There is a bug in OpenWrt 22.03.x that means that Software Flow Offloading does not work for PPPoE. Therefore here is my suggestion:
If you don't use IPv6, then downgrade to 21.02.x, delete WAN6, delete the ULA prefix, and enable software flow offloading.
If you use IPv6, then sorry - the downgrade will increase the speed, but will bring bugs such as early termination of idle IPv6 TCP connections. Get something faster, which can deal with the high-speed connection without the flow offloading. E.g., Netgear R7800 (or XR500) or Linksys e8450.
Thank you! That sounds a lot like what I'm struggling with.
I wish I would've known this sooner. After upgrading my router, downgrading to 22.03 is no longer an option (hardware not supported). In fact, I'm running off snapshot now due to the need for DSA support for the Mikrotik hap ac2.
I'd still like to know if I can spread the load across multiple CPUs to alleviate the problem for now, while eagerly awaiting a fix for the bug you mentioned.
Unfortunately, neither of them seem to make any difference. After a reboot the softirq load is now on CPU3, but it doesn't move around or get spread between multiple CPUs.
Ugh... After this much messing around (and buying a new router) - I'm not a fan of going down that path.
If I recall correctly: the MT7621 target has PPPoE offload (in hardware) enabled with OpenWrt. You might want to look at a cheap (second hand) device. Even new some of those are only around 25-ish euro/usd. (something like the xiaomi 4a-gigabit or a Youhua WR1200JS). Keep your C7 as addition access point / managed switch.

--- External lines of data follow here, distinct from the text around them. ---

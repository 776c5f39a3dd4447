//! Fixed 3D face template and landmark bookkeeping.
//!
//! The template is expressed in millimetres in a camera-aligned frame: X grows to
//! the image right, Y grows downwards and Z points away from the camera, with the
//! nose tip at the origin. A frontal, upright face therefore has a zero rotation.
//!
//! "Left" and "right" are relative to the image, not to the depicted person.

use crate::{constants::NUM_POSE_LANDMARKS, Error, Result};
use nalgebra::{Point2, Vector3};
use serde::{Deserialize, Serialize};

/// The six landmarks used for pose estimation, in solver order
#[derive(Debug, Clone, Copy, PartialEq, Eq, Hash, Serialize, Deserialize)]
#[serde(rename_all = "snake_case")]
pub enum FaceLandmark {
    NoseTip = 0,
    Chin = 1,
    LeftEyeOuterCorner = 2,
    LeftMouthCorner = 3,
    RightMouthCorner = 4,
    RightEyeOuterCorner = 5,
}

impl FaceLandmark {
    /// All landmarks in the order the solver expects them
    pub const ALL: [Self; NUM_POSE_LANDMARKS] = [
        Self::NoseTip,
        Self::Chin,
        Self::LeftEyeOuterCorner,
        Self::LeftMouthCorner,
        Self::RightMouthCorner,
        Self::RightEyeOuterCorner,
    ];

    /// Position in the correspondence set
    #[must_use]
    pub const fn index(self) -> usize {
        self as usize
    }

    /// Index of this landmark in a MediaPipe face mesh (468 or 478 points)
    #[must_use]
    pub const fn mesh_index(self) -> usize {
        match self {
            Self::NoseTip => 1,
            Self::Chin => 152,
            Self::LeftEyeOuterCorner => 33,
            Self::LeftMouthCorner => 61,
            Self::RightMouthCorner => 291,
            Self::RightEyeOuterCorner => 263,
        }
    }

    /// Template position in millimetres
    #[must_use]
    pub fn model_point(self) -> Vector3<f64> {
        let [x, y, z] = FACE_MODEL_POINTS[self.index()];
        Vector3::new(x, y, z)
    }
}

/// 3D template, millimetres, indexed by [`FaceLandmark::index`]
pub const FACE_MODEL_POINTS: [[f64; 3]; NUM_POSE_LANDMARKS] = [
    [0.0, 0.0, 0.0],      // nose tip
    [0.0, 66.0, 13.0],    // chin
    [-45.0, -34.0, 27.0], // left eye outer corner
    [-30.0, 30.0, 25.0],  // left mouth corner
    [30.0, 30.0, 25.0],   // right mouth corner
    [45.0, -34.0, 27.0],  // right eye outer corner
];

/// Template as vectors, in solver order
#[must_use]
pub fn model_points() -> [Vector3<f64>; NUM_POSE_LANDMARKS] {
    FaceLandmark::ALL.map(FaceLandmark::model_point)
}

/// A detector landmark, normalized to `[0, 1]` by the image size
///
/// Extra fields such as a depth estimate are ignored when deserializing.
#[derive(Debug, Clone, Copy, PartialEq, Default, Serialize, Deserialize)]
pub struct NormalizedLandmark {
    /// Horizontal position, fraction of the image width
    pub x: f64,
    /// Vertical position, fraction of the image height
    pub y: f64,
}

impl NormalizedLandmark {
    /// Create a new normalized landmark
    #[must_use]
    pub const fn new(x: f64, y: f64) -> Self {
        Self { x, y }
    }

    /// Scale to pixel coordinates
    #[must_use]
    pub fn to_pixel(self, image_width: u32, image_height: u32) -> Point2<f64> {
        Point2::new(self.x * f64::from(image_width), self.y * f64::from(image_height))
    }
}

/// Pick the six pose landmarks out of a dense face mesh
///
/// Inputs of exactly six landmarks are taken to be already in solver order.
///
/// # Errors
///
/// Returns an error if the input is neither six landmarks nor a mesh long
/// enough to contain every pose landmark index
pub fn select_pose_landmarks(landmarks: &[NormalizedLandmark]) -> Result<[NormalizedLandmark; NUM_POSE_LANDMARKS]> {
    if landmarks.len() == NUM_POSE_LANDMARKS {
        let mut selected = [NormalizedLandmark::default(); NUM_POSE_LANDMARKS];
        selected.copy_from_slice(landmarks);
        return Ok(selected);
    }

    let required = FaceLandmark::ALL
        .iter()
        .map(|landmark| landmark.mesh_index())
        .max()
        .unwrap_or(0)
        + 1;
    if landmarks.len() < required {
        return Err(Error::InvalidInput(format!(
            "Expected {NUM_POSE_LANDMARKS} landmarks or a face mesh of at least {required} points, got {}",
            landmarks.len()
        )));
    }

    Ok(FaceLandmark::ALL.map(|landmark| landmarks[landmark.mesh_index()]))
}

/// Scale normalized landmarks to pixels, rejecting non-finite coordinates
///
/// # Errors
///
/// Returns an error if any coordinate is NaN or infinite
pub fn to_image_points(
    landmarks: &[NormalizedLandmark; NUM_POSE_LANDMARKS],
    image_width: u32,
    image_height: u32,
) -> Result<[Point2<f64>; NUM_POSE_LANDMARKS]> {
    if let Some((i, landmark)) = landmarks
        .iter()
        .enumerate()
        .find(|(_, landmark)| !(landmark.x.is_finite() && landmark.y.is_finite()))
    {
        return Err(Error::InvalidInput(format!(
            "Landmark {i} has non-finite coordinates ({}, {})",
            landmark.x, landmark.y
        )));
    }

    Ok((*landmarks).map(|landmark| landmark.to_pixel(image_width, image_height)))
}
use crate::{
    camera::CameraIntrinsics,
    config::Config,
    constants::NUM_POSE_LANDMARKS,
    face_model::{model_points, select_pose_landmarks, to_image_points, NormalizedLandmark},
    pnp::{self, PnpSolution, SolverParams},
    rotation::EulerAngles,
    Error, Result,
};
use nalgebra::{Point2, Vector3};
use serde::{Deserialize, Serialize};

/// Pose of one frame: angles plus the underlying PnP solution
#[derive(Debug, Clone, Copy, PartialEq)]
pub struct HeadPose {
    /// Pitch/yaw/roll in degrees
    pub angles: EulerAngles,
    /// Rotation, translation and solver diagnostics
    pub solution: PnpSolution,
}

/// Serializable view of a [`HeadPose`]
#[derive(Debug, Clone, PartialEq, Serialize, Deserialize)]
pub struct PoseReport {
    /// Degrees
    pub pitch: f64,
    /// Degrees
    pub yaw: f64,
    /// Degrees
    pub roll: f64,
    /// Radians, axis-angle
    #[serde(skip_serializing_if = "Option::is_none", default)]
    pub rotation_vector: Option<[f64; 3]>,
    /// Millimetres
    #[serde(skip_serializing_if = "Option::is_none", default)]
    pub translation_vector: Option<[f64; 3]>,
    /// Sum of squared reprojection residuals, pixels²
    #[serde(skip_serializing_if = "Option::is_none", default)]
    pub final_error: Option<f64>,
    /// Residual evaluations
    #[serde(skip_serializing_if = "Option::is_none", default)]
    pub iterations: Option<usize>,
    /// Why refinement stopped
    #[serde(skip_serializing_if = "Option::is_none", default)]
    pub termination: Option<pnp::Termination>,
}

impl HeadPose {
    /// Build an output record, rounding to `precision` decimals
    #[must_use]
    pub fn report(&self, diagnostics: bool, precision: usize) -> PoseReport {
        let scale = 10f64.powi(i32::try_from(precision).unwrap_or(i32::MAX).min(15));
        let round = |value: f64| (value * scale).round() / scale;
        let round3 = |v: Vector3<f64>| [round(v.x), round(v.y), round(v.z)];

        PoseReport {
            pitch: round(self.angles.pitch),
            yaw: round(self.angles.yaw),
            roll: round(self.angles.roll),
            rotation_vector: diagnostics.then(|| round3(self.solution.rotation_vector)),
            translation_vector: diagnostics.then(|| round3(self.solution.translation_vector)),
            final_error: diagnostics.then_some(self.solution.final_error),
            iterations: diagnostics.then_some(self.solution.iterations),
            termination: diagnostics.then_some(self.solution.termination),
        }
    }
}

/// Head pose estimator for a fixed image size
///
/// Holds the assumed camera intrinsics and solver settings; the 3D face model
/// is built in. Each call to [`PoseEstimator::estimate_pose`] is independent.
pub struct PoseEstimator {
    camera: CameraIntrinsics,
    params: SolverParams,
    image_width: u32,
    image_height: u32,
}

impl PoseEstimator {
    /// Create a pose estimator for images of the given size
    ///
    /// # Errors
    ///
    /// Returns an error if either dimension is zero
    pub fn new(image_width: u32, image_height: u32) -> Result<Self> {
        let camera = CameraIntrinsics::from_image_size(image_width, image_height)?;
        log::info!(
            "Initializing PoseEstimator for {image_width}x{image_height} images (fx={}, cx={}, cy={})",
            camera.fx,
            camera.cx,
            camera.cy
        );

        Ok(Self {
            camera,
            params: SolverParams::default(),
            image_width,
            image_height,
        })
    }

    /// Create a pose estimator from a validated configuration
    ///
    /// # Errors
    ///
    /// Returns an error if the configuration fails validation
    pub fn from_config(config: &Config) -> Result<Self> {
        config.validate()?;
        Ok(Self::new(config.camera.image_width, config.camera.image_height)?.with_params(config.solver.clone()))
    }

    /// Replace the solver settings
    #[must_use]
    pub fn with_params(mut self, params: SolverParams) -> Self {
        self.params = params;
        self
    }

    /// Camera intrinsics in use
    #[must_use]
    pub const fn camera(&self) -> &CameraIntrinsics {
        &self.camera
    }

    /// Solver settings in use
    #[must_use]
    pub const fn params(&self) -> &SolverParams {
        &self.params
    }

    /// Image size in pixels
    #[must_use]
    pub const fn image_size(&self) -> (u32, u32) {
        (self.image_width, self.image_height)
    }

    /// Estimate head pose from normalized landmarks
    ///
    /// Accepts either the six pose landmarks in solver order or a full face
    /// mesh from which they are selected.
    ///
    /// # Errors
    ///
    /// Returns an error if:
    /// - The landmark count is neither six nor a full face mesh
    /// - Any coordinate is NaN or infinite
    pub fn estimate_pose(&self, landmarks: &[NormalizedLandmark]) -> Result<HeadPose> {
        let selected = select_pose_landmarks(landmarks)?;
        let image_points = to_image_points(&selected, self.image_width, self.image_height)?;
        Ok(self.solve(&image_points))
    }

    /// Estimate head pose from landmarks already in pixel coordinates
    ///
    /// # Errors
    ///
    /// Returns an error if the count is not six or a coordinate is not finite
    pub fn estimate_from_image_points(&self, image_points: &[Point2<f64>]) -> Result<HeadPose> {
        let points: [Point2<f64>; NUM_POSE_LANDMARKS] = image_points.try_into().map_err(|_| {
            Error::InvalidInput(format!(
                "Expected {NUM_POSE_LANDMARKS} image points, got {}",
                image_points.len()
            ))
        })?;
        if points.iter().any(|p| !(p.x.is_finite() && p.y.is_finite())) {
            return Err(Error::InvalidInput("Image points must be finite".to_string()));
        }
        Ok(self.solve(&points))
    }

    fn solve(&self, image_points: &[Point2<f64>; NUM_POSE_LANDMARKS]) -> HeadPose {
        let solution = pnp::solve_with_params(&model_points(), image_points, &self.camera, &self.params);
        HeadPose {
            angles: solution.euler_angles(),
            solution,
        }
    }
}
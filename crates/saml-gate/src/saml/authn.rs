use crate::error::Error;
use crate::idp::IdpConfig;
use crate::idp::metadata::entity_descriptor;
use crate::session::SessionCodec;
use crate::sp::SpIdentity;
use chrono::{DateTime, Utc};
use samael::schema::{AuthnContextClassRef, AuthnContextComparison, RequestedAuthnContext};
use samael::service_provider::ServiceProviderBuilder;

/// An AuthnRequest on its way to the IdP.
#[derive(Debug)]
pub struct LoginRedirect {
    pub url: String,
    pub request_id: String,
}

/// Builds an HTTP-Redirect AuthnRequest naming `sp` as issuer and ACS target,
/// with a signed relay state bound to the request ID. When `contexts` is
/// non-empty the IdP is asked for one of those authentication contexts.
pub fn build_login_redirect(
    codec: &SessionCodec,
    sp: &SpIdentity,
    idp: &IdpConfig,
    return_to: String,
    contexts: &[String],
    now: DateTime<Utc>,
) -> Result<LoginRedirect, Error> {
    let service_provider = ServiceProviderBuilder::default()
        .entity_id(sp.entity_id.clone())
        .acs_url(sp.acs_url.clone())
        .idp_metadata(entity_descriptor(idp)?)
        .build()
        .map_err(|e| Error::Internal(anyhow::anyhow!("failed to build ServiceProvider: {e}")))?;

    let mut authn_request = service_provider
        .make_authentication_request(&idp.sso_url)
        .map_err(|e| Error::Internal(anyhow::anyhow!("{e}")))?;

    if !contexts.is_empty() {
        authn_request.requested_authn_context = Some(RequestedAuthnContext {
            authn_context_class_refs: Some(
                contexts
                    .iter()
                    .map(|c| AuthnContextClassRef {
                        value: Some(c.clone()),
                    })
                    .collect(),
            ),
            authn_context_decl_refs: None,
            comparison: Some(AuthnContextComparison::Exact),
        });
    }

    let request_id = authn_request.id.clone();
    let relay = codec.relay_state(return_to, request_id.clone(), idp.label.clone(), now);
    let relay_value = codec
        .encode_relay(&relay)
        .map_err(|e| Error::Internal(anyhow::anyhow!("failed to encode relay state: {e}")))?;

    let url = authn_request
        .redirect(&relay_value)
        .map_err(|e| Error::Internal(anyhow::anyhow!("{e}")))?
        .ok_or_else(|| Error::Internal(anyhow::anyhow!("AuthnRequest has no destination")))?;

    tracing::info!(
        request_id,
        sp_entity_id = sp.entity_id,
        idp = idp.label,
        step_up = !contexts.is_empty(),
        "redirecting to IdP"
    );

    Ok(LoginRedirect {
        url: url.to_string(),
        request_id,
    })
}
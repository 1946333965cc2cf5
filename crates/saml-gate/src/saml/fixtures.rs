//! Handcrafted Responses for exercising validation without an IdP.

use crate::session::RelayState;
use crate::sp::SpIdentity;
use chrono::{DateTime, Duration, SecondsFormat, Utc};

pub const SP_ENTITY_ID: &str = "https://app.example.edu";
pub const SP_ACS_URL: &str = "https://app.example.edu/login";
pub const IDP_ENTITY_ID: &str = "https://idp.example.edu/idp";

#[cfg(feature = "xmlsec")]
pub const IDP_KEY_PEM: &str = include_str!("../../tests/fixtures/idp-key.pem");
#[cfg(feature = "xmlsec")]
pub const OTHER_KEY_PEM: &str = include_str!("../../tests/fixtures/other-key.pem");
#[cfg(feature = "xmlsec")]
pub const OTHER_CERT_PEM: &str = include_str!("../../tests/fixtures/other-cert.pem");

pub fn test_sp() -> SpIdentity {
    SpIdentity {
        entity_id: SP_ENTITY_ID.into(),
        acs_url: SP_ACS_URL.into(),
    }
}

pub fn test_relay(request_id: &str) -> RelayState {
    let issued_at = Utc::now() - Duration::minutes(1);
    RelayState {
        return_to: "/".into(),
        request_id: request_id.into(),
        idp: IDP_ENTITY_ID.into(),
        issued_at,
        expires_at: issued_at + Duration::minutes(10),
    }
}

fn ts(t: DateTime<Utc>) -> String {
    t.to_rfc3339_opts(SecondsFormat::Secs, true)
}

pub struct ResponseFixture {
    pub in_response_to: String,
    pub destination: String,
    pub issuer: String,
    pub audience: String,
    pub status: String,
    pub name_id: String,
    pub authn_context: String,
    pub issue_instant: DateTime<Utc>,
    pub not_before: DateTime<Utc>,
    pub not_on_or_after: DateTime<Utc>,
}

impl ResponseFixture {
    pub fn new(in_response_to: &str) -> Self {
        let now = Utc::now();
        Self {
            in_response_to: in_response_to.into(),
            destination: SP_ACS_URL.into(),
            issuer: IDP_ENTITY_ID.into(),
            audience: SP_ENTITY_ID.into(),
            status: "urn:oasis:names:tc:SAML:2.0:status:Success".into(),
            name_id: "alice@example.edu".into(),
            authn_context: "urn:oasis:names:tc:SAML:2.0:ac:classes:PasswordProtectedTransport"
                .into(),
            issue_instant: now,
            not_before: now - Duration::minutes(1),
            not_on_or_after: now + Duration::minutes(5),
        }
    }

    pub fn xml(&self) -> String {
        format!(
            r#"<samlp:Response xmlns:samlp="urn:oasis:names:tc:SAML:2.0:protocol" xmlns:saml="urn:oasis:names:tc:SAML:2.0:assertion" ID="_resp1" Version="2.0" IssueInstant="{instant}" Destination="{destination}" InResponseTo="{irt}">
  <saml:Issuer>{issuer}</saml:Issuer>
  <samlp:Status>
    <samlp:StatusCode Value="{status}"/>
  </samlp:Status>
  <saml:Assertion ID="_assert1" Version="2.0" IssueInstant="{instant}">
    <saml:Issuer>{issuer}</saml:Issuer>
    <saml:Subject>
      <saml:NameID Format="urn:oasis:names:tc:SAML:1.1:nameid-format:unspecified">{name_id}</saml:NameID>
      <saml:SubjectConfirmation Method="urn:oasis:names:tc:SAML:2.0:cm:bearer">
        <saml:SubjectConfirmationData InResponseTo="{irt}" NotOnOrAfter="{not_on_or_after}" Recipient="{destination}"/>
      </saml:SubjectConfirmation>
    </saml:Subject>
    <saml:Conditions NotBefore="{not_before}" NotOnOrAfter="{not_on_or_after}">
      <saml:AudienceRestriction>
        <saml:Audience>{audience}</saml:Audience>
      </saml:AudienceRestriction>
    </saml:Conditions>
    <saml:AuthnStatement AuthnInstant="{instant}" SessionIndex="_session1">
      <saml:AuthnContext>
        <saml:AuthnContextClassRef>{authn_context}</saml:AuthnContextClassRef>
      </saml:AuthnContext>
    </saml:AuthnStatement>
    <saml:AttributeStatement>
      <saml:Attribute Name="urn:oid:0.9.2342.19200300.100.1.1" FriendlyName="uid" NameFormat="urn:oasis:names:tc:SAML:2.0:attrname-format:uri">
        <saml:AttributeValue>alice</saml:AttributeValue>
      </saml:Attribute>
      <saml:Attribute Name="urn:oid:1.3.6.1.4.1.5923.1.5.1.1" FriendlyName="isMemberOf" NameFormat="urn:oasis:names:tc:SAML:2.0:attrname-format:uri">
        <saml:AttributeValue>u_staff</saml:AttributeValue>
        <saml:AttributeValue>u_admins</saml:AttributeValue>
      </saml:Attribute>
    </saml:AttributeStatement>
  </saml:Assertion>
</samlp:Response>"#,
            instant = ts(self.issue_instant),
            destination = self.destination,
            irt = self.in_response_to,
            issuer = self.issuer,
            status = self.status,
            name_id = self.name_id,
            not_before = ts(self.not_before),
            not_on_or_after = ts(self.not_on_or_after),
            audience = self.audience,
            authn_context = self.authn_context,
        )
    }
}

/// A Response signed by samael's IdP implementation with the given key pair.
#[cfg(feature = "xmlsec")]
pub fn sign_response(
    key_pem: &str,
    cert_pem: &str,
    name_id: &str,
    in_response_to: &str,
) -> String {
    use samael::crypto::CertificateDer;
    use samael::idp::IdentityProvider;
    use samael::traits::ToXml;

    let key_der = openssl::pkey::PKey::private_key_from_pem(key_pem.as_bytes())
        .unwrap()
        .rsa()
        .unwrap()
        .private_key_to_der()
        .unwrap();
    let cert_der = openssl::x509::X509::from_pem(cert_pem.as_bytes())
        .unwrap()
        .to_der()
        .unwrap();

    let idp = IdentityProvider::from_rsa_private_key_der(&key_der).unwrap();
    let response = idp
        .sign_authn_response(
            &CertificateDer::from(cert_der),
            name_id,
            SP_ENTITY_ID,
            SP_ACS_URL,
            IDP_ENTITY_ID,
            in_response_to,
            &[],
        )
        .unwrap();
    response.to_string().unwrap()
}

/// Places an unsigned assertion for `subject` ahead of the first assertion in
/// `signed`, leaving the original signed subtree intact.
#[cfg(feature = "xmlsec")]
pub fn inject_assertion(signed: &str, subject: &str) -> String {
    let now = Utc::now();
    let forged = format!(
        r#"<saml:Assertion xmlns:saml="urn:oasis:names:tc:SAML:2.0:assertion" ID="_forged" Version="2.0" IssueInstant="{now}"><saml:Issuer>{IDP_ENTITY_ID}</saml:Issuer><saml:Subject><saml:NameID>{subject}</saml:NameID></saml:Subject><saml:Conditions NotBefore="{nbf}" NotOnOrAfter="{exp}"><saml:AudienceRestriction><saml:Audience>{SP_ENTITY_ID}</saml:Audience></saml:AudienceRestriction></saml:Conditions></saml:Assertion>"#,
        now = ts(now),
        nbf = ts(now - Duration::minutes(1)),
        exp = ts(now + Duration::minutes(5)),
    );
    let at = ["<saml2:Assertion", "<saml:Assertion", "<Assertion"]
        .iter()
        .find_map(|tag| signed.find(tag))
        .expect("signed Response carries no assertion");
    format!("{}{forged}{}", &signed[..at], &signed[at..])
}
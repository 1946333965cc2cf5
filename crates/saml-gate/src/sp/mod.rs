//! Service-provider identity: which entity ID and ACS URL this gateway
//! presents to the IdP for a given proxied request.

pub mod forwarded;

use crate::error::Error;
pub use forwarded::Forwarded;
use url::Url;

/// Route the IdP posts its Response back to, relative to the request root.
pub const POSTBACK_ROUTE: &str = "login";

#[derive(Clone, Debug, PartialEq, Eq)]
pub struct SpIdentity {
    pub entity_id: String,
    pub acs_url: String,
}

impl SpIdentity {
    /// Resolves the SP identity from forwarded routing headers. Explicit
    /// entity-id and ACS headers win over inference; the ACS override may be
    /// absolute or relative to the request root.
    pub fn resolve(forwarded: &Forwarded) -> Result<Self, Error> {
        let root = forwarded.url_root()?;

        let entity_id = match &forwarded.entity_id {
            Some(explicit) => explicit.clone(),
            None => root.trim_end_matches('/').to_string(),
        };

        let base = Url::parse(&root)
            .map_err(|e| Error::Configuration(format!("invalid request root {root}: {e}")))?;
        let acs = forwarded.acs.as_deref().unwrap_or(POSTBACK_ROUTE);
        let acs_url = base
            .join(acs)
            .map_err(|e| Error::Configuration(format!("invalid ACS override {acs}: {e}")))?;

        Ok(Self {
            entity_id,
            acs_url: acs_url.to_string(),
        })
    }
}
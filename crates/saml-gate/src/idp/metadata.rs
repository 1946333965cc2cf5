use super::IdpConfig;
use crate::error::Error;
use samael::metadata::EntityDescriptor;

/// Builds the IdP EntityDescriptor samael needs (signing key and SSO
/// endpoint) from connection parameters, for IdPs that are configured by
/// value rather than by published metadata.
pub fn entity_descriptor(idp: &IdpConfig) -> Result<EntityDescriptor, Error> {
    let xml = format!(
        r#"<md:EntityDescriptor xmlns:md="urn:oasis:names:tc:SAML:2.0:metadata" entityID="{entity_id}">
    <md:IDPSSODescriptor protocolSupportEnumeration="urn:oasis:names:tc:SAML:2.0:protocol">
        <md:KeyDescriptor use="signing">
            <ds:KeyInfo xmlns:ds="http://www.w3.org/2000/09/xmldsig#">
                <ds:X509Data>
                    <ds:X509Certificate>{certificate}</ds:X509Certificate>
                </ds:X509Data>
            </ds:KeyInfo>
        </md:KeyDescriptor>
        <md:SingleSignOnService Binding="urn:oasis:names:tc:SAML:2.0:bindings:HTTP-Redirect" Location="{sso_url}"/>
    </md:IDPSSODescriptor>
</md:EntityDescriptor>"#,
        entity_id = xml_attr(&idp.label),
        certificate = idp.certificate,
        sso_url = xml_attr(&idp.sso_url),
    );

    samael::metadata::de::from_str(&xml).map_err(|e| {
        Error::IdpConfiguration(format!("cannot build metadata for {}: {e}", idp.label))
    })
}

fn xml_attr(value: &str) -> String {
    value
        .replace('&', "&amp;")
        .replace('"', "&quot;")
        .replace('<', "&lt;")
        .replace('>', "&gt;")
}

#[cfg(test)]
mod tests {
    use super::*;
    use crate::idp::tests::test_idp;
    use samael::metadata::HTTP_REDIRECT_BINDING;

    #[test]
    fn descriptor_carries_entity_id_and_sso_endpoint() {
        let idp = test_idp();
        let descriptor = entity_descriptor(&idp).unwrap();
        assert_eq!(descriptor.entity_id.as_deref(), Some(idp.label.as_str()));

        let sso = descriptor
            .idp_sso_descriptors
            .as_ref()
            .and_then(|d| d.first())
            .and_then(|d| d.single_sign_on_services.first())
            .unwrap();
        assert_eq!(sso.binding, HTTP_REDIRECT_BINDING);
        assert_eq!(sso.location, idp.sso_url);
    }

    #[test]
    fn escapes_attribute_values() {
        assert_eq!(xml_attr(r#"a&b"c"#), "a&amp;b&quot;c");
    }
}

Alternatively: try using packet steering as you said BUT: actually redirect to a specific CPU.
ssh into your router:
cd /sys/class/net/wan/queues/rx-0
echo 2 > rps_cpus
For some reason on my targets I can't do the same for the tx-0 queues; I don't have an IPQ40xx to try. I am also not sure if you have multi queues (rx-0 rx-1 etc.). Try changing them as well.
If you are not using DSA, change "wan" for eth0.1 or what ever on your build.
Appreciate your suggestion, but I can live with the current speeds, and I'd rather keep poking around for a real solution on the hardware I invested (mostly effort and bit of money) in.
Interesting, doing these exact commands does give me a little bit of a speed increase (~180 mbit) and the softirq load correctly moves to this CPU. Unfortunately, I don't have multiple queues - which may be why packet steering isn't doing anything for me.